Watching Benjamin Grosvenor, the first thing that becomes obvious is that he is in complete control of his instrument, down to the finest detail. The opening piece, Mendelssohn’s Rondo Capriccioso, contains quicksilver runs of high notes with more solid lows: each note of the high runs came through with crystal clarity while preserving the integrity of the phrase, while the left hand chords, following their own distinct rhythmic pattern, were perfectly weighted and delightfully balanced. It’s a balance that is by no means constant: Grosvenor’s rendering of the ebb and flow of the music was particularly fine.

Robert Schumann considered himself to have a personality split in two and wrote that his Humoreske was an expression of his different states of mind (“humours”, in archaic English). Hearing the piece, you can make a strong case for the personality being split in five or six; one assumes that a therapist’s notes would say “subject to violent mood swings”. Each mood demands different communication from the pianist; while Grosvenor played capably in each, I was most entranced by the more reflective passages: he achieved a clear, limpid sound which transported me to a place of utter serenity. The heavier, bass laden passages displayed the same precision and detail without making quite the same emotional impact on me.

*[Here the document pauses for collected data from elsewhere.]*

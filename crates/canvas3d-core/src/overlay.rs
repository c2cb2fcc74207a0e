//! Flat line overlay drawn over the 3D view while it faces the drawing plane.
//!
//! The overlay is a line list on `z = 0` in world space: the grid, the body
//! outlines of inactive layers washed towards white, every outline of the
//! active layer, the shape being drawn and the handles of selected shapes.

use crate::camera::Camera;
use crate::layer::Layer;
use crate::mesh::Vertex;
use crate::selection::{self, HandleKind};
use crate::shapes::{Shape, ShapeTrait, SubType};
use kurbo::Point;
use std::f64::consts::TAU;

/// Distance between grid lines, in world units.
pub const GRID_SPACING: f64 = 5.0;
/// Grid lines drawn on each side of the origin.
pub const GRID_HALF_COUNT: i32 = 200;
/// Largest orbit angle, in degrees, at which the overlay is shown.
pub const MAX_TILT: f32 = 10.0;
/// Opacity of the white wash over inactive layers.
pub const FADE_ALPHA: f32 = 160.0 / 255.0;

pub const GRID_COLOR: [f32; 4] = rgb(224, 224, 224);
pub const BODY_LINE_COLOR: [f32; 4] = rgb(0, 0, 0);
pub const AUXILIARY_LINE_COLOR: [f32; 4] = rgb(0, 128, 255);
pub const HANDLE_COLOR: [f32; 4] = rgb(0, 0, 255);

const MARKER_SEGMENTS: usize = 16;

const fn rgb(r: u8, g: u8, b: u8) -> [f32; 4] {
    [r as f32 / 255.0, g as f32 / 255.0, b as f32 / 255.0, 1.0]
}

/// `color` seen through the white wash.
pub fn faded(color: [f32; 4]) -> [f32; 4] {
    let [r, g, b, _] = color.map(|c| c * (1.0 - FADE_ALPHA) + FADE_ALPHA);
    [r, g, b, 1.0]
}

/// Whether the camera looks at the drawing plane closely enough for the overlay.
pub fn visible(camera: &Camera) -> bool {
    camera.xrot.abs() < MAX_TILT && camera.yrot.abs() < MAX_TILT
}

fn outline_color(shape: &Shape) -> [f32; 4] {
    match shape.subtype() {
        SubType::Body => BODY_LINE_COLOR,
        SubType::Auxiliary => AUXILIARY_LINE_COLOR,
    }
}

/// Accumulates line segments.
#[derive(Debug, Default)]
pub struct OverlayBuilder {
    vertices: Vec<Vertex>,
}

impl OverlayBuilder {
    pub fn new() -> Self {
        Self::default()
    }

    pub fn line(&mut self, a: Point, b: Point, color: [f32; 4]) {
        for p in [a, b] {
            self.vertices
                .push(Vertex::new([p.x as f32, p.y as f32, 0.0], [0.0, 0.0, 1.0], color));
        }
    }

    pub fn polyline(&mut self, points: &[Point], closed: bool, color: [f32; 4]) {
        for pair in points.windows(2) {
            self.line(pair[0], pair[1], color);
        }
        if closed && points.len() > 2 {
            self.line(points[points.len() - 1], points[0], color);
        }
    }

    pub fn grid(&mut self, color: [f32; 4]) {
        let extent = GRID_SPACING * GRID_HALF_COUNT as f64;
        for i in -GRID_HALF_COUNT..=GRID_HALF_COUNT {
            let t = i as f64 * GRID_SPACING;
            self.line(Point::new(t, -extent), Point::new(t, extent), color);
            self.line(Point::new(-extent, t), Point::new(extent, t), color);
        }
    }

    /// Outline of a shape, open while a polygon is still being drawn.
    pub fn shape(&mut self, shape: &Shape, color: [f32; 4]) {
        let (local, closed) = shape.preview_outline();
        let world: Vec<Point> = local.into_iter().map(|p| shape.world_coordinate(p)).collect();
        self.polyline(&world, closed, color);
    }

    /// Corner squares and the rotation marker with its stem.
    pub fn handles(&mut self, shape: &Shape, scale: f64) {
        let half = selection::tolerance(scale) * 0.5;
        let bbox = shape.bounding_box();
        let stem = shape.world_coordinate(Point::new(bbox.center().x, bbox.y1));
        for handle in selection::get_handles(shape, scale) {
            let c = handle.position;
            match handle.kind {
                HandleKind::Corner(_) => {
                    let square = [
                        Point::new(c.x - half, c.y - half),
                        Point::new(c.x + half, c.y - half),
                        Point::new(c.x + half, c.y + half),
                        Point::new(c.x - half, c.y + half),
                    ];
                    self.polyline(&square, true, HANDLE_COLOR);
                }
                HandleKind::Rotate => {
                    let ring: Vec<Point> = (0..MARKER_SEGMENTS)
                        .map(|k| {
                            let a = TAU * k as f64 / MARKER_SEGMENTS as f64;
                            Point::new(c.x + half * a.cos(), c.y + half * a.sin())
                        })
                        .collect();
                    self.polyline(&ring, true, HANDLE_COLOR);
                    self.line(stem, c, HANDLE_COLOR);
                }
            }
        }
    }

    pub fn len(&self) -> usize {
        self.vertices.len() / 2
    }

    pub fn is_empty(&self) -> bool {
        self.vertices.is_empty()
    }

    pub fn finish(self) -> Vec<Vertex> {
        self.vertices
    }
}

/// Overlay of the whole editing state, back to front.
pub fn build(layers: &[Layer], layer_id: usize, current: Option<&Shape>, scale: f64) -> Vec<Vertex> {
    let mut overlay = OverlayBuilder::new();
    overlay.grid(faded(GRID_COLOR));
    for (l, layer) in layers.iter().enumerate() {
        if l == layer_id {
            continue;
        }
        for shape in layer.shapes.iter().filter(|s| s.subtype() == SubType::Body) {
            overlay.shape(shape, faded(BODY_LINE_COLOR));
        }
    }
    if let Some(layer) = layers.get(layer_id) {
        for shape in &layer.shapes {
            overlay.shape(shape, outline_color(shape));
        }
        for shape in layer.shapes.iter().filter(|s| s.is_selected()) {
            overlay.handles(shape, scale);
        }
    }
    if let Some(shape) = current {
        overlay.shape(shape, outline_color(shape));
    }
    overlay.finish()
}

#[cfg(test)]
mod tests {
    use super::*;
    use crate::shapes::{Polygon, Rectangle};

    const GRID_SEGMENTS: usize = 2 * (2 * GRID_HALF_COUNT as usize + 1);

    fn segments(vertices: &[Vertex], color: [f32; 4]) -> usize {
        vertices
            .chunks(2)
            .filter(|pair| pair[0].color == color)
            .count()
    }

    fn square(subtype: SubType) -> Shape {
        let mut rect = Rectangle::new(subtype, Point::ZERO);
        rect.start_drawing();
        rect.update_by_new_point(Point::new(10.0, 10.0), false);
        rect.complete_drawing().expect("valid rectangle");
        Shape::Rectangle(rect)
    }

    #[test]
    fn test_grid_only_for_empty_document() {
        let layers = vec![Layer::new(); 2];
        let overlay = build(&layers, 0, None, 10.0);
        assert_eq!(overlay.len(), GRID_SEGMENTS * 2);
        assert!(overlay.iter().all(|v| v.position[2] == 0.0));
        assert_eq!(segments(&overlay, faded(GRID_COLOR)), GRID_SEGMENTS);
    }

    #[test]
    fn test_inactive_layers_show_faded_bodies_only() {
        let mut layers = vec![Layer::new(); 2];
        for layer in &mut layers {
            layer.shapes.push(square(SubType::Body));
            layer.shapes.push(square(SubType::Auxiliary));
        }
        let overlay = build(&layers, 0, None, 10.0);
        assert_eq!(segments(&overlay, BODY_LINE_COLOR), 4);
        assert_eq!(segments(&overlay, AUXILIARY_LINE_COLOR), 4);
        assert_eq!(segments(&overlay, faded(BODY_LINE_COLOR)), 4);
        assert_eq!(segments(&overlay, HANDLE_COLOR), 0);
    }

    #[test]
    fn test_selected_shape_shows_handles() {
        let mut layers = vec![Layer::new(); 2];
        layers[0].shapes.push(square(SubType::Body));
        layers[0].shapes[0].set_selected(true);
        let overlay = build(&layers, 0, None, 10.0);
        // four squares, the marker ring and its stem
        assert_eq!(
            segments(&overlay, HANDLE_COLOR),
            4 * 4 + MARKER_SEGMENTS + 1
        );
    }

    #[test]
    fn test_polygon_in_progress_is_open_and_follows_pointer() {
        let mut poly = Polygon::new(SubType::Body, Point::ZERO);
        poly.start_drawing();
        poly.add_point(Point::new(10.0, 0.0));
        poly.update_by_new_point(Point::new(10.0, 7.0), false);
        let shape = Shape::Polygon(poly);

        let mut overlay = OverlayBuilder::new();
        overlay.shape(&shape, BODY_LINE_COLOR);
        let vertices = overlay.finish();
        assert_eq!(vertices.len(), 4);
        assert_eq!(vertices[3].position, [10.0, 7.0, 0.0]);
    }

    #[test]
    fn test_faded_mixes_towards_white() {
        let [r, g, b, a] = faded(BODY_LINE_COLOR);
        assert!((r - FADE_ALPHA).abs() < 1e-6);
        assert_eq!(r, g);
        assert_eq!(g, b);
        assert_eq!(a, 1.0);
    }

    #[test]
    fn test_hidden_when_orbited() {
        let mut camera = Camera::new();
        assert!(visible(&camera));
        camera.xrot = 30.0;
        assert!(!visible(&camera));
    }
}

After a virtuosic interlude of Two Fairy-Tales by Nikolai Medtner, it was time for the second big work of the programme, Ravel’s Valses nobles et sentimentales. The work’s title has always perplexed me slightly, because I don’t generally detect a great deal of sentimentality and didn’t in this performance, whereas Grosvenor produced nobility of the highest level, showing an extraordinary degree of inner strength, refinement, delicacy. Each of the eight pieces is widely different in rhythm, with the rhythms generally bearing only a loose relation to a ballroom waltz; each contains a wealth of harmonic surprises to tempt your ear. It was all a little too much for Ravel’s audience at the work’s première, many of whom failed to cope with the unexpected discords. For today’s ears, those discords can sound quite delicious, especially when a pianist places them in context of the overall phrase quite as expertly as Grosvenor.

The official close of the concert was a waltz of an altogether different nature, one of Liszt’s “opera paraphrases” in which he took the famous bits of an opera (in this case, Gounod’s Faust) and combined it with his own trademark piano style. The result were works to wow audiences with Liszt’s virtuosity while also giving them the emotional heart of an opera that many might not ever be able to attend. The waltz which opens and closes the Waltz from Gounod’s Faust is heavy-footed, and Grosvenor showed himself able to depart from his usual delicacy to produce the required fireworks – although the passage I enjoyed most was the middle section, taken from Faust and Marguerite’s love scene in the middle of the opera.

After a serious encore of a Schubert impromptu, we were treated to a more fanciful dessert in the shape of a Dohnányi concert piece. This completed a thoroughly memorable recital from a pianist who is so extraordinarily mature at his young age that we can only look forward with relish to what is to come.